Герои его фильмов охвачены жаждой причаститься к этой силе, осязать и впитывать ее. В поисках первопричины движения они мечутся, сомневаются, порой терпят крах. Лишь два персонажа Тарковского, два героя «Жертвоприношения» — Мария и малыш — не предаются такому поиску. Им не нужно в муках стремиться к «тонкой сущности», к первосубстанции мира, поскольку оба органично, неразрывно с ней слиты. Мария, властвующая над этой силой, отводящая от земного бытия угрозу мертвенности, — не просто ведьма; она кажется богиней класса великих матерей, от которых, по древним верованиям, исходила, как из источника, как из своего средоточия, внутренняя энергия, дававшая жизнь сущему. Если Мария властвует над первопричиной динамики, то малыш есть воплощение этой динамики. Он нежен и слаб, а потому преисполнен могущества.
В финальном эпизоде фильма, вылив принесенную воду, мальчик ложится под сухой, одинокой сосенкой. Камера медленно поднимается от него вдоль ствола дерева к ветвям, которые долго фиксируются на фоне бликующей, залитой солнцем воды. Блики словно оживляют дерево, кажутся цветами, усеявшими ветви. ‹…›
Проездом камеры от мальчика вверх режиссер как бы устанавливает связь между внутренней энергией, заключенной в ребенке, и цветением. Мария спасла мир от гибели, но пребывать в становлении, развертывать свои потенции реальность способна только через тех, кто этими потенциями в полной мере обладает. Ребенок и осознан в фильме как их носитель.
Лежа под деревом, он произносит свою первую в фильме фразу — стих из Евангелия от Иоанна: «В начале было Слово» и с живостью спрашивает: «Папа, почему?» ‹…› Сюжетное действие фильма вело к мысли, что уклад человеческого бытия, основанный на методичности и порядке, несостоятелен, нежизнеспособен; вместо него должен возникнуть другой, дающий простор энергии, которая движет всем сущим. Ребенок и произносит слово, дающее начало этому новому миру.

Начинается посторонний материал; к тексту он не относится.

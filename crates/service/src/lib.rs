//! Inventory consistency core.
//!
//! [`BookService`] orchestrates the component crates to perform safe
//! read-modify-write cycles on book records: acquire the record's lock, read
//! current state (cache first, store fallback), apply the pure transition,
//! persist under an optimistic version check, invalidate caches, publish the
//! change event, release the lock.
//!
//! The store is the single source of truth. Cache and event-publish
//! failures are absorbed here and logged; lock and store failures surface
//! through the [`ServiceError`] taxonomy.

pub mod config;
mod error;
mod keys;
mod propagator;
mod service;


pub use config::Config;
pub use error::ServiceError;
pub use propagator::EventPropagator;
pub use service::BookService;
use std::collections::HashMap;
use std::sync::{Arc, Mutex};
use std::time::Duration;

use thiserror::Error;
use tokio::sync::watch;
use tokio::task::JoinHandle;
use tokio::time::Instant;
use tracing::{info, warn};

use crate::endpoint::{HealthCheckSpec, ServiceEndpoint};
use crate::probe::HealthProbe;

#[derive(Debug, Error)]
pub enum RegistryError {
    #[error("no healthy instances for service: {0}")]
    NoHealthyInstances(String),
}

#[derive(Debug, Clone)]
struct Registration {
    endpoint: ServiceEndpoint,
    healthy: bool,
    failing_since: Option<Instant>,
}

type Services = HashMap<String, HashMap<String, Registration>>;

/// Registry of service instances with health-based eviction.
///
/// A fresh registration is optimistically healthy until its first probe
/// says otherwise.
pub struct ServiceRegistry {
    services: Arc<Mutex<Services>>,
    probe: Arc<dyn HealthProbe>,
}

impl ServiceRegistry {
    pub fn new(probe: Arc<dyn HealthProbe>) -> Self {
        Self {
            services: Arc::new(Mutex::new(HashMap::new())),
            probe,
        }
    }

    /// Enroll an endpoint and arm its periodic health probe.
    ///
    /// The probe task evicts the registration on its own once the endpoint
    /// has failed continuously past the grace period; the handle only needs
    /// to be used for graceful shutdown.
    pub fn register(&self, endpoint: ServiceEndpoint, spec: HealthCheckSpec) -> RegistrationHandle {
        let service = endpoint.service.clone();
        let id = endpoint.registration_id();

        {
            let mut services = self.services.lock().unwrap();
            services.entry(service.clone()).or_default().insert(
                id.clone(),
                Registration {
                    endpoint: endpoint.clone(),
                    healthy: true,
                    failing_since: None,
                },
            );
        }
        info!(service = %service, id = %id, "service endpoint registered");

        let (shutdown_tx, shutdown_rx) = watch::channel(false);
        let join = tokio::spawn(probe_loop(
            self.services.clone(),
            self.probe.clone(),
            endpoint,
            spec,
            shutdown_rx,
        ));

        RegistrationHandle {
            service,
            id,
            services: self.services.clone(),
            shutdown: shutdown_tx,
            join,
        }
    }

    /// One uniformly random healthy endpoint for `service`.
    pub fn discover(&self, service: &str) -> Result<ServiceEndpoint, RegistryError> {
        let services = self.services.lock().unwrap();
        let healthy: Vec<&Registration> = services
            .get(service)
            .map(|regs| regs.values().filter(|reg| reg.healthy).collect())
            .unwrap_or_default();

        use rand::seq::SliceRandom;
        healthy
            .choose(&mut rand::thread_rng())
            .map(|reg| reg.endpoint.clone())
            .ok_or_else(|| RegistryError::NoHealthyInstances(service.to_string()))
    }
}

async fn probe_loop(
    services: Arc<Mutex<Services>>,
    probe: Arc<dyn HealthProbe>,
    endpoint: ServiceEndpoint,
    spec: HealthCheckSpec,
    shutdown_rx: watch::Receiver<bool>,
) {
    let service = endpoint.service.clone();
    let id = endpoint.registration_id();

    loop {
        tokio::time::sleep(spec.interval).await;
        if *shutdown_rx.borrow() {
            break;
        }

        let passing = tokio::time::timeout(spec.timeout, probe.check(&endpoint))
            .await
            .unwrap_or(false);
        let now = Instant::now();

        let mut services = services.lock().unwrap();
        let Some(regs) = services.get_mut(&service) else {
            break;
        };
        let Some(reg) = regs.get_mut(&id) else {
            break; // Deregistered while we were probing.
        };

        if passing {
            reg.healthy = true;
            reg.failing_since = None;
            continue;
        }

        reg.healthy = false;
        let failing_since = *reg.failing_since.get_or_insert(now);
        if now.saturating_duration_since(failing_since) >= spec.deregister_after {
            regs.remove(&id);
            warn!(service = %service, id = %id, "endpoint evicted after failing past grace period");
            break;
        }
    }
}

/// Handle for one registration, used for graceful shutdown.
#[derive(Debug)]
pub struct RegistrationHandle {
    service: String,
    id: String,
    services: Arc<Mutex<Services>>,
    shutdown: watch::Sender<bool>,
    join: JoinHandle<()>,
}

impl RegistrationHandle {
    pub fn id(&self) -> &str {
        &self.id
    }

    /// Remove the registration and stop its probe task.
    pub async fn deregister(self) {
        {
            let mut services = self.services.lock().unwrap();
            if let Some(regs) = services.get_mut(&self.service) {
                regs.remove(&self.id);
            }
        }
        let _ = self.shutdown.send(true);
        self.join.abort();
        let _ = self.join.await;
        info!(service = %self.service, id = %self.id, "service endpoint deregistered");
    }
}

/// Short-TTL discovery memo.
///
/// Resolution stays per-call; the memo only bounds how often the registry is
/// consulted, never how long an endpoint survives churn.
pub struct Discovery {
    registry: Arc<ServiceRegistry>,
    ttl: Duration,
    memo: Mutex<HashMap<String, (Instant, ServiceEndpoint)>>,
}

impl Discovery {
    pub fn new(registry: Arc<ServiceRegistry>, ttl: Duration) -> Self {
        Self {
            registry,
            ttl,
            memo: Mutex::new(HashMap::new()),
        }
    }

    pub fn resolve(&self, service: &str) -> Result<ServiceEndpoint, RegistryError> {
        let now = Instant::now();
        {
            let memo = self.memo.lock().unwrap();
            if let Some((resolved_at, endpoint)) = memo.get(service) {
                if now.saturating_duration_since(*resolved_at) < self.ttl {
                    return Ok(endpoint.clone());
                }
            }
        }

        let endpoint = self.registry.discover(service)?;
        self.memo
            .lock()
            .unwrap()
            .insert(service.to_string(), (now, endpoint.clone()));
        Ok(endpoint)
    }
}

#[cfg(test)]
mod tests {
    use super::*;
    use std::sync::atomic::{AtomicBool, Ordering};

    use async_trait::async_trait;

    struct FlagProbe(Arc<AtomicBool>);

    #[async_trait]
    impl HealthProbe for FlagProbe {
        async fn check(&self, _endpoint: &ServiceEndpoint) -> bool {
            self.0.load(Ordering::SeqCst)
        }
    }

    fn fast_spec() -> HealthCheckSpec {
        HealthCheckSpec {
            interval: Duration::from_millis(100),
            timeout: Duration::from_millis(50),
            deregister_after: Duration::from_millis(350),
        }
    }

    /// Let the probe tasks run through `n` intervals.
    async fn run_probes(n: u32, spec: &HealthCheckSpec) {
        // Let freshly-spawned probe tasks get polled so they register their
        // first sleep timer before we start advancing the (paused) clock;
        // otherwise the first `advance` elapses before any timer exists and
        // is wasted.
        for _ in 0..4 {
            tokio::task::yield_now().await;
        }
        for _ in 0..n {
            tokio::time::advance(spec.interval).await;
            for _ in 0..4 {
                tokio::task::yield_now().await;
            }
        }
    }

    #[tokio::test(start_paused = true)]
    async fn registered_endpoint_is_discoverable() {
        let up = Arc::new(AtomicBool::new(true));
        let registry = ServiceRegistry::new(Arc::new(FlagProbe(up)));
        let endpoint = ServiceEndpoint::new("book-service", "10.0.0.1", 8080);

        let _handle = registry.register(endpoint.clone(), fast_spec());
        assert_eq!(registry.discover("book-service").unwrap(), endpoint);
    }

    #[tokio::test(start_paused = true)]
    async fn failing_endpoint_stops_being_returned_then_evicts() {
        let up = Arc::new(AtomicBool::new(true));
        let registry = ServiceRegistry::new(Arc::new(FlagProbe(up.clone())));
        let spec = fast_spec();
        let _handle = registry.register(
            ServiceEndpoint::new("book-service", "10.0.0.1", 8080),
            spec,
        );

        up.store(false, Ordering::SeqCst);

        // First failed probe: unhealthy, no longer discoverable.
        run_probes(1, &spec).await;
        assert!(matches!(
            registry.discover("book-service"),
            Err(RegistryError::NoHealthyInstances(_))
        ));

        // Failing continuously past the grace period: evicted entirely.
        run_probes(5, &spec).await;
        let services = registry.services.lock().unwrap();
        assert!(
            services
                .get("book-service")
                .map(|regs| regs.is_empty())
                .unwrap_or(true)
        );
    }

    #[tokio::test(start_paused = true)]
    async fn recovery_before_grace_resets_the_clock() {
        let up = Arc::new(AtomicBool::new(true));
        let registry = ServiceRegistry::new(Arc::new(FlagProbe(up.clone())));
        let spec = fast_spec();
        let _handle = registry.register(
            ServiceEndpoint::new("book-service", "10.0.0.1", 8080),
            spec,
        );

        up.store(false, Ordering::SeqCst);
        run_probes(2, &spec).await;

        up.store(true, Ordering::SeqCst);
        run_probes(1, &spec).await;
        assert!(registry.discover("book-service").is_ok());

        // A later failure starts a fresh grace window.
        up.store(false, Ordering::SeqCst);
        run_probes(2, &spec).await;
        let services = registry.services.lock().unwrap();
        assert!(
            !services
                .get("book-service")
                .map(|regs| regs.is_empty())
                .unwrap_or(true)
        );
    }

    #[tokio::test(start_paused = true)]
    async fn discover_picks_among_all_healthy_instances() {
        let up = Arc::new(AtomicBool::new(true));
        let registry = ServiceRegistry::new(Arc::new(FlagProbe(up)));
        let spec = fast_spec();
        let a = ServiceEndpoint::new("book-service", "10.0.0.1", 8080);
        let b = ServiceEndpoint::new("book-service", "10.0.0.2", 8080);
        let _ha = registry.register(a.clone(), spec);
        let _hb = registry.register(b.clone(), spec);

        for _ in 0..10 {
            let picked = registry.discover("book-service").unwrap();
            assert!(picked == a || picked == b);
        }
    }

    #[tokio::test(start_paused = true)]
    async fn deregister_removes_the_endpoint() {
        let up = Arc::new(AtomicBool::new(true));
        let registry = ServiceRegistry::new(Arc::new(FlagProbe(up)));
        let handle = registry.register(
            ServiceEndpoint::new("book-service", "10.0.0.1", 8080),
            fast_spec(),
        );

        handle.deregister().await;
        assert!(matches!(
            registry.discover("book-service"),
            Err(RegistryError::NoHealthyInstances(_))
        ));
    }

    #[tokio::test(start_paused = true)]
    async fn discovery_memo_expires_after_its_ttl() {
        let up = Arc::new(AtomicBool::new(true));
        let registry = Arc::new(ServiceRegistry::new(Arc::new(FlagProbe(up))));
        let handle = registry.register(
            ServiceEndpoint::new("book-service", "10.0.0.1", 8080),
            fast_spec(),
        );

        let discovery = Discovery::new(registry.clone(), Duration::from_millis(50));
        let endpoint = discovery.resolve("book-service").unwrap();

        handle.deregister().await;

        // Within the TTL the memo still answers.
        assert_eq!(discovery.resolve("book-service").unwrap(), endpoint);

        // Past the TTL churn is reflected.
        tokio::time::advance(Duration::from_millis(60)).await;
        assert!(matches!(
            discovery.resolve("book-service"),
            Err(RegistryError::NoHealthyInstances(_))
        ));
    }
}
//! Redis Streams-backed ordered log channel.
//!
//! XADD appends are totally ordered within a topic stream, and every
//! envelope carries its delivery key, so consumers that care about one
//! record see its events in commit order. Reading removes nothing;
//! consumers track their own offsets.

use async_trait::async_trait;
use redis::aio::ConnectionManager;

use circulation_events::{ConsumeError, EventEnvelope, EventLog, LogEntry, PublishError};

use crate::stream_entry::parse_entry;

#[derive(Clone)]
pub struct RedisEventLog {
    conn: ConnectionManager,
}

impl RedisEventLog {
    pub async fn connect(redis_url: impl AsRef<str>) -> Result<Self, PublishError> {
        let client = redis::Client::open(redis_url.as_ref())
            .map_err(|e| PublishError::Transport(e.to_string()))?;
        let conn = client
            .get_connection_manager()
            .await
            .map_err(|e| PublishError::Transport(e.to_string()))?;
        Ok(Self { conn })
    }

    pub fn new(conn: ConnectionManager) -> Self {
        Self { conn }
    }
}

#[async_trait]
impl EventLog for RedisEventLog {
    async fn publish(&self, topic: &str, envelope: &EventEnvelope) -> Result<(), PublishError> {
        let payload = serde_json::to_string(envelope)
            .map_err(|e| PublishError::Serialization(e.to_string()))?;

        let mut conn = self.conn.clone();
        // XADD with an auto-generated ID; success means Redis has durably
        // accepted the append.
        let _: String = redis::cmd("XADD")
            .arg(topic)
            .arg("*")
            .arg("delivery_key")
            .arg(envelope.delivery_key())
            .arg("event_type")
            .arg(envelope.event_type())
            .arg("payload")
            .arg(&payload)
            .query_async(&mut conn)
            .await
            .map_err(|e| PublishError::Transport(format!("XADD failed: {}", e)))?;

        Ok(())
    }

    async fn read_from(
        &self,
        topic: &str,
        after: Option<&str>,
        max: usize,
    ) -> Result<Vec<LogEntry>, ConsumeError> {
        let start = match after {
            // "(" makes the range exclusive of the last seen ID.
            Some(offset) => format!("({}", offset),
            None => "-".to_string(),
        };

        let mut conn = self.conn.clone();
        let raw: Vec<redis::Value> = redis::cmd("XRANGE")
            .arg(topic)
            .arg(start)
            .arg("+")
            .arg("COUNT")
            .arg(max)
            .query_async(&mut conn)
            .await
            .map_err(|e| ConsumeError::Transport(format!("XRANGE failed: {}", e)))?;

        let mut entries = Vec::with_capacity(raw.len());
        for value in &raw {
            let Some((id, fields)) = parse_entry(value) else {
                continue;
            };
            let Some(payload) = fields.get("payload") else {
                continue;
            };
            let envelope: EventEnvelope = serde_json::from_str(payload)
                .map_err(|e| ConsumeError::Deserialization(e.to_string()))?;
            entries.push(LogEntry {
                offset: id,
                envelope,
            });
        }
        Ok(entries)
    }
}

Мертвое дерево в народной легенде возрождалось благодаря «тонкой сущности», исходившей от раскаявшегося грешника. У Тарковского реальность, стоявшая на грани смерти, возрождается под действием энергии, излучаемой ребенком. ‹…›
В поздних фильмах Тарковского, исполненных тревоги и боли, только два персонажа истинно духовны: Мария и малыш. Им не нужен выход за пределы частного бытия, они органично связаны с мирозданием, непосредственно причастны к бурлящим в нем силам, включены в их динамику. Вероятно, таким же виделся Тарковскому идеальный кинозритель, способный погрузиться в беспредельность образа, как в природу, как в космос. Подобное понимание контакта зрителя с образом закономерно вытекает из динамического мироощущения режиссера. Оно не только выразилось в сюжетах его картин, но преобразило поэтику кинематографа начиная с самого нижнего ее уровня — слова и кончая самым высоким — образом.
Михалкович В. Андрей Тарковский. М., 1989.